Q: When transferring data in blocks, will it affect the processing of blocks if the data contains carriage return (\r\n)?

A: No, because there is A description of the data length before partitioning

Q: If a Range request is made on a gzip file, such as “Range: bytes=10-19”, does the Range apply to the original file or to the compressed file?

A: Look at the form of the original document. If the original file is gzip, it is correct. If the original file is text and is compressed during transmission, it is applied to the data before compression. Anyway, range is for the original file.

Q: How do you choose the connection mode to use when developing an HTTP-based client?

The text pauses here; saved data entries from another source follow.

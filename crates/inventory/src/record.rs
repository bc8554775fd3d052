use chrono::{DateTime, Utc};
use serde::{Deserialize, Serialize};

use tilestock_core::{AggregateRoot, DomainError, DomainResult, LocationId, ProductId};

/// Identity of an inventory record: one row per (product, location).
#[derive(Debug, Copy, Clone, PartialEq, Eq, Hash, PartialOrd, Ord, Serialize, Deserialize)]
pub struct RecordKey {
    pub product_id: ProductId,
    pub location_id: LocationId,
}

impl RecordKey {
    pub fn new(product_id: ProductId, location_id: LocationId) -> Self {
        Self {
            product_id,
            location_id,
        }
    }
}

impl core::fmt::Display for RecordKey {
    fn fmt(&self, f: &mut core::fmt::Formatter<'_>) -> core::fmt::Result {
        write!(f, "{}@{}", self.product_id, self.location_id)
    }
}

/// Optional reorder / overstock thresholds for a record.
#[derive(Debug, Clone, Copy, Default, PartialEq, Eq, Serialize, Deserialize)]
pub struct StockThresholds {
    pub reorder_point: Option<i64>,
    pub reorder_quantity: Option<i64>,
    pub max_stock_level: Option<i64>,
}

impl StockThresholds {
    pub fn validate(&self) -> DomainResult<()> {
        for (name, value) in [
            ("reorder_point", self.reorder_point),
            ("reorder_quantity", self.reorder_quantity),
            ("max_stock_level", self.max_stock_level),
        ] {
            if matches!(value, Some(v) if v < 0) {
                return Err(DomainError::validation(format!("{name} cannot be negative")));
            }
        }

        if let (Some(reorder), Some(max)) = (self.reorder_point, self.max_stock_level) {
            if max < reorder {
                return Err(DomainError::validation(
                    "max_stock_level cannot be below reorder_point",
                ));
            }
        }

        Ok(())
    }
}

/// On-hand / reserved / available snapshot.
#[derive(Debug, Clone, Copy, Default, PartialEq, Eq, Serialize, Deserialize)]
pub struct StockLevels {
    pub on_hand: i64,
    pub reserved: i64,
    pub available: i64,
}

impl core::ops::Add for StockLevels {
    type Output = StockLevels;

    fn add(self, rhs: Self) -> Self::Output {
        StockLevels {
            on_hand: self.on_hand + rhs.on_hand,
            reserved: self.reserved + rhs.reserved,
            available: self.available + rhs.available,
        }
    }
}

impl core::iter::Sum for StockLevels {
    fn sum<I: Iterator<Item = Self>>(iter: I) -> Self {
        iter.fold(StockLevels::default(), |acc, l| acc + l)
    }
}

/// Aggregate root: InventoryRecord.
///
/// A materialized projection of the movement ledger for one (product,
/// location). Quantities are only changed through [`InventoryRecord::apply_delta`],
/// which enforces `0 <= reserved <= on_hand` and bumps `version` by one.
#[derive(Debug, Clone, PartialEq, Eq, Serialize, Deserialize)]
pub struct InventoryRecord {
    key: RecordKey,
    quantity_on_hand: i64,
    quantity_reserved: i64,
    thresholds: StockThresholds,
    version: u64,
    created_at: DateTime<Utc>,
    updated_at: DateTime<Utc>,
}

impl InventoryRecord {
    /// A freshly stocked location: zero quantities, version 0.
    pub fn new(
        product_id: ProductId,
        location_id: LocationId,
        thresholds: StockThresholds,
        now: DateTime<Utc>,
    ) -> DomainResult<Self> {
        thresholds.validate()?;
        Ok(Self {
            key: RecordKey::new(product_id, location_id),
            quantity_on_hand: 0,
            quantity_reserved: 0,
            thresholds,
            version: 0,
            created_at: now,
            updated_at: now,
        })
    }

    pub fn key(&self) -> RecordKey {
        self.key
    }

    pub fn product_id(&self) -> ProductId {
        self.key.product_id
    }

    pub fn location_id(&self) -> LocationId {
        self.key.location_id
    }

    pub fn quantity_on_hand(&self) -> i64 {
        self.quantity_on_hand
    }

    pub fn quantity_reserved(&self) -> i64 {
        self.quantity_reserved
    }

    /// Derived; never stored independently.
    pub fn quantity_available(&self) -> i64 {
        self.quantity_on_hand - self.quantity_reserved
    }

    pub fn thresholds(&self) -> &StockThresholds {
        &self.thresholds
    }

    pub fn created_at(&self) -> DateTime<Utc> {
        self.created_at
    }

    pub fn updated_at(&self) -> DateTime<Utc> {
        self.updated_at
    }

    pub fn levels(&self) -> StockLevels {
        StockLevels {
            on_hand: self.quantity_on_hand,
            reserved: self.quantity_reserved,
            available: self.quantity_available(),
        }
    }

    /// Compute the successor state for a quantity change.
    ///
    /// Pure: the caller decides whether to persist the result (under a version
    /// check). Fails with `InvalidState` when either quantity would go negative
    /// or reserved would exceed on-hand.
    pub fn apply_delta(
        &self,
        delta_on_hand: i64,
        delta_reserved: i64,
        now: DateTime<Utc>,
    ) -> DomainResult<Self> {
        let on_hand = self
            .quantity_on_hand
            .checked_add(delta_on_hand)
            .ok_or_else(|| DomainError::invalid_state("on-hand quantity overflow"))?;
        let reserved = self
            .quantity_reserved
            .checked_add(delta_reserved)
            .ok_or_else(|| DomainError::invalid_state("reserved quantity overflow"))?;

        if on_hand < 0 {
            return Err(DomainError::invalid_state(format!(
                "on-hand quantity cannot go negative ({} {:+})",
                self.quantity_on_hand, delta_on_hand
            )));
        }
        if reserved < 0 {
            return Err(DomainError::invalid_state(format!(
                "reserved quantity cannot go negative ({} {:+})",
                self.quantity_reserved, delta_reserved
            )));
        }
        if reserved > on_hand {
            return Err(DomainError::invalid_state(format!(
                "reserved quantity {reserved} would exceed on-hand {on_hand}"
            )));
        }

        Ok(Self {
            quantity_on_hand: on_hand,
            quantity_reserved: reserved,
            version: self.version + 1,
            updated_at: now,
            ..self.clone()
        })
    }

    /// Replace thresholds; counts as a mutation (version bump).
    pub fn with_thresholds(&self, thresholds: StockThresholds, now: DateTime<Utc>) -> DomainResult<Self> {
        thresholds.validate()?;
        Ok(Self {
            thresholds,
            version: self.version + 1,
            updated_at: now,
            ..self.clone()
        })
    }
}

impl AggregateRoot for InventoryRecord {
    type Id = RecordKey;

    fn id(&self) -> &Self::Id {
        &self.key
    }

    fn version(&self) -> u64 {
        self.version
    }
}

Short connection or long connection?

A: According to the frequency of requests, short connections are used for one-time requests and long connections are used for frequent interactions with the server.

Q: How can I reduce the negative impact of long connections on the server?

A: You can set the connection number and timeout period based on the server performance to ensure that the TCP resource usage of the server is within the normal range.

Q: 301 and 302 are very similar. Try to describe the similarities and differences using your own understanding.

A: 301 is used to switch to A new address when the original address is discarded. 302 is used to switch to A new address when the original address cannot be accessed temporarily. In both cases, the browser needs to initiate A request again

Q: Can you list a few more scenarios where redirection should be used, based on your own situation?

A: Indicates that the login fails. During the Web upgrade, you can redirect to another service to display the upgrade progress

Q: What happens if the Cookie’s max-age property is set to 0?

A: Max-age =0 means that it cannot be cached but is available during the session. Cookies can be used to record user information before the browser session is closed. The cookie expires when the session ends.

Q: The benefits of cookies are clear. What do you think are the disadvantages?

A: 1. It’s not safe. If a middleman obtains a Cookie, he impersonates it as a user’s credentials. The solution is to use HTTPS for encryption. 2. There are quantity and size limits. In addition, cookies that are too large are also bad, because the transmitted data will become larger. 3. The client may not save cookies. For example, the user disables the Cookie saving function of the browser when the user sends or receives data over Telnet.